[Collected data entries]
* * *
/// Platform-agnostic pointer events scoped to one hit-tested region.
///
/// The engine decides which mounted component is under the pointer and the
/// host routes the event there with
/// [`Scene::dispatch`](crate::scene::Scene::dispatch).
///
/// # Example
///
/// ```ignore
/// scene.dispatch(rock, PointerEvent::Enter);
/// scene.dispatch(rock, PointerEvent::Move { x: 412.0, y: 230.0 });
/// scene.dispatch(rock, PointerEvent::Click);
/// ```
#[derive(Debug, Clone, Copy, PartialEq)]
pub enum PointerEvent {
    /// Pointer entered the region.
    Enter,
    /// Pointer left the region.
    Leave,
    /// Pointer moved inside the region.
    Move {
        /// Horizontal position in CSS pixels from the viewport's left edge.
        x: f32,
        /// Vertical position in CSS pixels from the viewport's top edge.
        y: f32,
    },
    /// Primary button clicked inside the region.
    Click,
}

impl PointerEvent {
    /// Short name for log lines.
    #[must_use]
    pub const fn name(self) -> &'static str {
        match self {
            Self::Enter => "enter",
            Self::Leave => "leave",
            Self::Move { .. } => "move",
            Self::Click => "click",
        }
    }
}

/// Mouse cursor shapes the scene asks the host for.
#[derive(Debug, Clone, Copy, PartialEq, Eq, Hash, Default)]
pub enum CursorStyle {
    /// Platform default arrow.
    #[default]
    Default,
    /// Hand cursor signalling a clickable object.
    Pointer,
}

impl CursorStyle {
    /// CSS `cursor` property value.
    #[must_use]
    pub const fn as_css(self) -> &'static str {
        match self {
            Self::Default => "default",
            Self::Pointer => "pointer",
        }
    }
}
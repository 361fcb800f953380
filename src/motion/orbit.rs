use glam::Vec3;

use super::Motion;
use crate::interaction::PauseFlag;
use crate::scene::Transform;
use crate::util::frame_timing::FrameClock;

/// Bob amplitude used when an orbit enables bobbing without a value.
pub const DEFAULT_ORBIT_BOB: f32 = 0.2;

/// Circular path in the XZ plane around a target point.
#[derive(Debug, Clone, Copy, PartialEq)]
pub struct OrbitState {
    /// Point orbited around.
    pub target: Vec3,
    /// Distance from the target in the XZ plane.
    pub radius: f32,
    /// Angular speed in radians per second.
    pub speed: f32,
    /// Accumulated angle in radians.
    pub angle: f32,
}

impl OrbitState {
    /// Orbit starting at angle zero (on the target's +X side).
    #[must_use]
    pub const fn new(target: Vec3, radius: f32, speed: f32) -> Self {
        Self {
            target,
            radius,
            speed,
            angle: 0.0,
        }
    }

    /// Advance the angle by `delta * speed`.
    pub fn advance(&mut self, delta: f32) {
        self.angle += delta * self.speed;
    }

    /// Point on the circle at the current angle, at the target's height.
    #[must_use]
    pub fn point(&self) -> Vec3 {
        self.point_at(self.angle)
    }

    /// Point on the circle at an arbitrary angle, at the target's height.
    #[must_use]
    pub fn point_at(&self, angle: f32) -> Vec3 {
        let (sin, cos) = angle.sin_cos();
        Vec3::new(
            self.target.x + cos * self.radius,
            self.target.y,
            self.target.z + sin * self.radius,
        )
    }
}

/// Orbit motion with optional vertical bob and pause support.
///
/// While the pause flag is raised the node freezes in place; the angle
/// resumes from where it stopped.
#[derive(Debug, Clone)]
pub struct Orbit {
    state: OrbitState,
    bob: Option<f32>,
    pause: PauseFlag,
}

impl Orbit {
    /// Orbit around `target` at `radius`, `speed` radians per second.
    #[must_use]
    pub fn new(target: Vec3, radius: f32, speed: f32) -> Self {
        Self {
            state: OrbitState::new(target, radius, speed),
            bob: None,
            pause: PauseFlag::new(),
        }
    }

    /// Add a vertical bob of `sin(t * 2) * amplitude`.
    #[must_use]
    pub fn with_bob(mut self, amplitude: f32) -> Self {
        self.bob = Some(amplitude);
        self
    }

    /// Share a pause flag owned by an enclosing interaction wrapper.
    #[must_use]
    pub fn with_pause(mut self, pause: PauseFlag) -> Self {
        self.pause = pause;
        self
    }

    /// Current orbit state.
    #[must_use]
    pub fn state(&self) -> &OrbitState {
        &self.state
    }

    /// Mutable orbit state, for jumping to a given angle.
    pub fn state_mut(&mut self) -> &mut OrbitState {
        &mut self.state
    }

    /// Whether the shared pause flag is currently raised.
    #[must_use]
    pub fn is_paused(&self) -> bool {
        self.pause.is_paused()
    }

    /// Position at the current angle for elapsed time `elapsed`.
    #[must_use]
    pub fn position(&self, elapsed: f32) -> Vec3 {
        let mut p = self.state.point();
        if let Some(amplitude) = self.bob {
            p.y += (elapsed * 2.0).sin() * amplitude;
        }
        p
    }
}

impl Motion for Orbit {
    fn apply(&mut self, clock: FrameClock, transform: &mut Transform) {
        if self.pause.is_paused() {
            return;
        }
        self.state.advance(clock.delta);
        transform.position = self.position(clock.elapsed);
        let _ = transform.look_at(self.state.target);
    }
}

#[cfg(test)]
mod tests {
    use std::f32::consts::FRAC_PI_2;

    use super::*;

    fn close(a: Vec3, b: Vec3) -> bool {
        a.abs_diff_eq(b, 1e-5)
    }

    #[test]
    fn starts_on_positive_x_side() {
        let mut orbit = Orbit::new(Vec3::ZERO, 3.0, 0.3);
        let mut t = Transform::new();
        orbit.apply(FrameClock::new(0.0, 0.0), &mut t);
        assert!(close(t.position, Vec3::new(3.0, 0.0, 0.0)));
    }

    #[test]
    fn quarter_turn_reaches_positive_z() {
        let mut orbit = Orbit::new(Vec3::ZERO, 3.0, 0.3);
        let mut t = Transform::new();
        // pi/2 of angle at 0.3 rad/s
        let delta = FRAC_PI_2 / 0.3;
        orbit.apply(FrameClock::new(delta, delta), &mut t);
        assert!((orbit.state().angle - FRAC_PI_2).abs() < 1e-6);
        assert!(close(t.position, Vec3::new(0.0, 0.0, 3.0)));
    }

    #[test]
    fn distance_to_target_equals_radius() {
        let target = Vec3::new(1.5, -2.0, 4.0);
        let mut orbit = Orbit::new(target, 2.5, 0.7).with_bob(0.2);
        let mut t = Transform::new();
        let mut elapsed = 0.0;
        for i in 0..500 {
            let delta = 0.001 + (i % 7) as f32 * 0.01;
            elapsed += delta;
            orbit.apply(FrameClock::new(elapsed, delta), &mut t);
            let xz = (t.position - target) * Vec3::new(1.0, 0.0, 1.0);
            assert!((xz.length() - 2.5).abs() < 1e-4, "tick {i}: {xz}");
        }
    }

    #[test]
    fn faces_target_every_tick() {
        let mut orbit = Orbit::new(Vec3::ZERO, 3.0, 1.0);
        let mut t = Transform::new();
        for step in 1..20 {
            let e = step as f32 * 0.1;
            orbit.apply(FrameClock::new(e, 0.1), &mut t);
            let expected = (-t.position).normalize();
            assert!(close(t.forward(), expected));
        }
    }

    #[test]
    fn pause_freezes_position_and_angle() {
        let pause = PauseFlag::new();
        let mut orbit =
            Orbit::new(Vec3::ZERO, 3.0, 1.0).with_pause(pause.clone());
        let mut t = Transform::new();
        orbit.apply(FrameClock::new(0.5, 0.5), &mut t);
        let frozen = t;
        let angle = orbit.state().angle;

        pause.set(true);
        for step in 0..10 {
            let e = 0.6 + step as f32 * 0.1;
            orbit.apply(FrameClock::new(e, 0.1), &mut t);
        }
        assert_eq!(t, frozen);
        assert_eq!(orbit.state().angle, angle);

        pause.set(false);
        orbit.apply(FrameClock::new(2.0, 0.1), &mut t);
        assert!((orbit.state().angle - (angle + 0.1)).abs() < 1e-6);
    }

    #[test]
    fn zero_radius_sits_on_target() {
        let target = Vec3::new(0.0, 1.0, 0.0);
        let mut orbit = Orbit::new(target, 0.0, 2.0);
        let mut t = Transform::new();
        orbit.apply(FrameClock::new(1.0, 1.0), &mut t);
        assert!(close(t.position, target));
        assert!(t.rotation.is_finite());
    }

    #[test]
    fn bob_rides_on_elapsed_time() {
        let mut orbit = Orbit::new(Vec3::ZERO, 1.0, 0.0).with_bob(0.2);
        let mut t = Transform::new();
        let e = std::f32::consts::FRAC_PI_4;
        orbit.apply(FrameClock::new(e, 0.0), &mut t);
        assert!((t.position.y - 0.2).abs() < 1e-6);
    }
}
* * *
:: ACTIVITY ::
Please report how many lines in the records above contain the word "impl", and give nothing but the number.

:: ANSWER ::
5